The Hequ is very versatile, its ability to cross the mountainous areas and wetlands is recognized. It is mainly used for light-draft work and mounted by Tibetan mountain shepherds, although the latter use is scarce. Sometimes it is saddled or harnessed for transportation and agricultural work. Its traction abilities are quite good, with a strong capacity for endurance. However, speed is moderate. They recover quickly after exercise.
The Hequ remains associated with a religious and folk use to carry the reincarnated lama, or to participate in local horse racing. Maqu races are especially popular and attract hundreds of thousands of spectators came to see the riders compete in the region. These are endurance races, carried over distances ranging from 1 to 10 km. This horse is now valued in the context of tourism, the use of Hequ being considered deeply rooted in Tibetan culture. Some Tibetan herders have their horse as their "best friend".
Several Chinese studies begun in 1989 and published in 1993 in the Journal of Gansu Agricultural University focused on the suitability of the breed for meat production. Among horses present in China, the Hequ is one of those with the best qualities for this purpose, the average percentage of recovered meat on the carcass being 79.42%. By its general appearance, Hequ has a conformation close to the desired kind on the market, including an elongated body, bones thin and has a layer of fat under the skin during the cold season.

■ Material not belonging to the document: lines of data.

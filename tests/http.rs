mod common;

use common::FakeBackend;
use reqwest::Client;
use serde_json::Value;
use std::net::TcpListener;
use std::process::{Child, Command, Stdio};
use std::time::{Duration, Instant};
use tokio::time::sleep;

struct TestServer {
    base_url: String,
    child: Child,
}

impl Drop for TestServer {
    fn drop(&mut self) {
        let _ = self.child.kill();
        let _ = self.child.wait();
    }
}

fn pick_free_port() -> u16 {
    let listener = TcpListener::bind("127.0.0.1:0").expect("bind random port");
    let port = listener.local_addr().unwrap().port();
    drop(listener);
    port
}

async fn fetch_state(client: &Client, base_url: &str) -> Option<Value> {
    let response = client.get(format!("{base_url}/api/state")).send().await.ok()?;
    if !response.status().is_success() {
        return None;
    }
    response.json().await.ok()
}

const CHARTS: [&str; 8] = [
    "medals_by_country",
    "gender_distribution",
    "age_distribution",
    "medals_over_time",
    "top_sports",
    "avg_age_by_sport",
    "gender_over_time",
    "athletes_over_time",
];

fn fully_loaded(state: &Value) -> bool {
    let loaded = |slot: &Value| slot["state"] == "loaded";
    state["model_info"].is_object()
        && state["options"]["years"].as_array().is_some_and(|years| !years.is_empty())
        && state["options"]["sports"].as_array().is_some_and(|sports| !sports.is_empty())
        && state["options"]["countries"].as_array().is_some_and(|countries| !countries.is_empty())
        && loaded(&state["medals_by_type"])
        && CHARTS.iter().all(|chart| loaded(&state["charts"][*chart]))
}

/// Waits until the server answers and its initial data load has settled.
async fn wait_until_loaded(base_url: &str) -> Value {
    let client = Client::new();
    let deadline = Instant::now() + Duration::from_secs(5);
    loop {
        if let Some(state) = fetch_state(&client, base_url).await {
            if fully_loaded(&state) {
                return state;
            }
        }
        if Instant::now() > deadline {
            panic!("server did not finish loading");
        }
        sleep(Duration::from_millis(100)).await;
    }
}

async fn spawn_server(api_url: &str) -> TestServer {
    let port = pick_free_port();
    let child = Command::new(env!("CARGO_BIN_EXE_olympix_dashboard"))
        .env("PORT", port.to_string())
        .env("OLYMPIX_API_URL", api_url)
        .env("RUST_LOG", "info")
        .stdout(Stdio::inherit())
        .stderr(Stdio::inherit())
        .spawn()
        .expect("failed to spawn server");

    let base_url = format!("http://127.0.0.1:{port}");
    wait_until_loaded(&base_url).await;

    TestServer { base_url, child }
}

#[tokio::test]
async fn http_tab_switch_renders_without_fetching() {
    let backend = FakeBackend::start().await;
    let server = spawn_server(&backend.base_url).await;
    let client = Client::new();
    let before = backend.request_count();

    let html = client
        .get(format!("{}/tab/predict", server.base_url))
        .send()
        .await
        .unwrap()
        .text()
        .await
        .unwrap();
    assert!(html.contains(r#"<a class="tab active" href="/tab/predict""#));
    assert!(html.contains("Medal Probability Predictor"));
    assert!(html.contains("MODEL ACC"));

    let html = client
        .get(format!("{}/tab/trends", server.base_url))
        .send()
        .await
        .unwrap()
        .text()
        .await
        .unwrap();
    assert!(html.contains(r#"id="medals-over-time" data-state="loaded""#));
    assert_eq!(backend.request_count(), before);

    let response = client
        .get(format!("{}/tab/medals", server.base_url))
        .send()
        .await
        .unwrap();
    assert_eq!(response.status(), reqwest::StatusCode::BAD_REQUEST);
}

#[tokio::test]
async fn http_predict_form_and_filters() {
    let backend = FakeBackend::start().await;
    let server = spawn_server(&backend.base_url).await;
    let client = Client::new();

    let response = client
        .post(format!("{}/predict", server.base_url))
        .form(&[("age", "33"), ("sex", "F"), ("height", "170"), ("weight", "64")])
        .send()
        .await
        .unwrap();
    assert!(response.status().is_success());

    let state = fetch_state(&client, &server.base_url).await.expect("state");
    assert_eq!(state["prediction"]["result"], 33.0);
    assert!(state["prediction"]["error"].is_null());
    assert_eq!(state["prediction"]["input"]["sex"], "F");

    let response = client
        .post(format!("{}/filters", server.base_url))
        .form(&[("country", "Jamaica"), ("season", "Winter"), ("sport", "")])
        .send()
        .await
        .unwrap();
    assert!(response.status().is_success());

    let state = fetch_state(&client, &server.base_url).await.expect("state");
    assert_eq!(state["filters"]["country"], "Jamaica");
    assert_eq!(state["filters"]["season"], "Winter");
    assert_eq!(state["charts"]["medals_by_country"]["data"]["Jamaica"], 5.0);
    assert_eq!(state["charts"]["country_stats"]["state"], "loaded");

    let winter = backend.requests_to("/gender-over-time");
    let last = winter.last().expect("gender-over-time request");
    assert_eq!(last.query.get("season").map(String::as_str), Some("Winter"));

    let response = client
        .post(format!("{}/filters/reset", server.base_url))
        .send()
        .await
        .unwrap();
    assert!(response.status().is_success());
    let state = fetch_state(&client, &server.base_url).await.expect("state");
    assert_eq!(state["filters"]["country"], "");
    assert!(state["filters"]["season"].is_null());
    let medals = &state["charts"]["medals_by_country"]["data"];
    assert_eq!(medals["USA"], 120.0);
    assert_eq!(medals["GBR"], 80.0);
    assert!(medals.get("Jamaica").is_none());
    assert_eq!(state["charts"]["country_stats"]["state"], "empty");

    let response = client
        .post(format!("{}/api/predict", server.base_url))
        .json(&serde_json::json!({"age": 5, "sex": "M", "height": 175, "weight": 70}))
        .send()
        .await
        .unwrap();
    let prediction: Value = response.json().await.unwrap();
    assert_eq!(prediction["input"]["age"], 14);
    assert_eq!(prediction["result"], 14.0);
}
use std::{env, net::SocketAddr, time::Duration};
use tracing::warn;

pub const DEFAULT_API_URL: &str = "https://olympicsdashboard.onrender.com";
const DEFAULT_PORT: u16 = 8080;
const DEFAULT_PREDICT_TIMEOUT_MS: u64 = 10_000;
const DEFAULT_REQUEST_TIMEOUT_MS: u64 = 30_000;

#[derive(Debug, Clone)]
pub struct Config {
    pub port: u16,
    pub api: ApiConfig,
}

#[derive(Debug, Clone)]
pub struct ApiConfig {
    pub base_url: String,
    pub predict_timeout: Duration,
    pub request_timeout: Duration,
}

impl Default for ApiConfig {
    fn default() -> Self {
        Self {
            base_url: DEFAULT_API_URL.to_string(),
            predict_timeout: Duration::from_millis(DEFAULT_PREDICT_TIMEOUT_MS),
            request_timeout: Duration::from_millis(DEFAULT_REQUEST_TIMEOUT_MS),
        }
    }
}

impl ApiConfig {
    pub fn with_base_url(base_url: impl Into<String>) -> Self {
        Self {
            base_url: normalize_base_url(base_url.into()),
            ..Self::default()
        }
    }
}

impl Config {
    pub fn from_env() -> Self {
        Self::from_lookup(|key| env::var(key).ok())
    }

    pub fn from_lookup(lookup: impl Fn(&str) -> Option<String>) -> Self {
        let port = parse_or("PORT", lookup("PORT"), DEFAULT_PORT);
        let base_url = lookup("OLYMPIX_API_URL")
            .map(|value| value.trim().to_string())
            .filter(|value| !value.is_empty())
            .unwrap_or_else(|| DEFAULT_API_URL.to_string());
        let predict_ms = parse_or(
            "OLYMPIX_PREDICT_TIMEOUT_MS",
            lookup("OLYMPIX_PREDICT_TIMEOUT_MS"),
            DEFAULT_PREDICT_TIMEOUT_MS,
        );
        let request_ms = parse_or(
            "OLYMPIX_REQUEST_TIMEOUT_MS",
            lookup("OLYMPIX_REQUEST_TIMEOUT_MS"),
            DEFAULT_REQUEST_TIMEOUT_MS,
        );

        Self {
            port,
            api: ApiConfig {
                base_url: normalize_base_url(base_url),
                predict_timeout: Duration::from_millis(predict_ms),
                request_timeout: Duration::from_millis(request_ms),
            },
        }
    }

    pub fn bind_addr(&self) -> SocketAddr {
        SocketAddr::from(([0, 0, 0, 0], self.port))
    }
}

fn parse_or<T: std::str::FromStr + Copy>(key: &str, value: Option<String>, default: T) -> T {
    match value {
        None => default,
        Some(raw) => match raw.trim().parse::<T>() {
            Ok(parsed) => parsed,
            Err(_) => {
                warn!("ignoring invalid {key}={raw:?}, using default");
                default
            }
        },
    }
}

fn normalize_base_url(url: String) -> String {
    url.trim_end_matches('/').to_string()
}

Chinese researchers believe necessary to select meat lines among this breed. The analysis of the composition of meat Hequ focused on its nutritional value, which is characterized by a high protein content (22.8%) and a very low fat (4.96%). The study adds that ethnic customs recede (and with them the traditional uses of this breed), and the breeding of horses for meat "is not accepted by the masses."
The Hequ is considered by the study from the University of Uppsala (2010) as a local breed which is not endangered. According to the FAO assessment conducted in 2007, this horse is common.
Considered one of the native breeds of China and very famous in all countries, its breed cradle yet situated in a culturally Tibetan region, northwest of the Tibetan plateau, just near the first loop of the Yellow River at the crossroads of the provinces of Qinghai, Sichuan and Gansu. The population of Hequ has been eroded in the early twenty-first century, the number of horses being estimated to be in the range between 16 000 and 50 000 head. This horse is still found quite commonly in Maqu xian, who would conceal about 30 000 in 2012. It is also common in Xiahe xian and Luqu.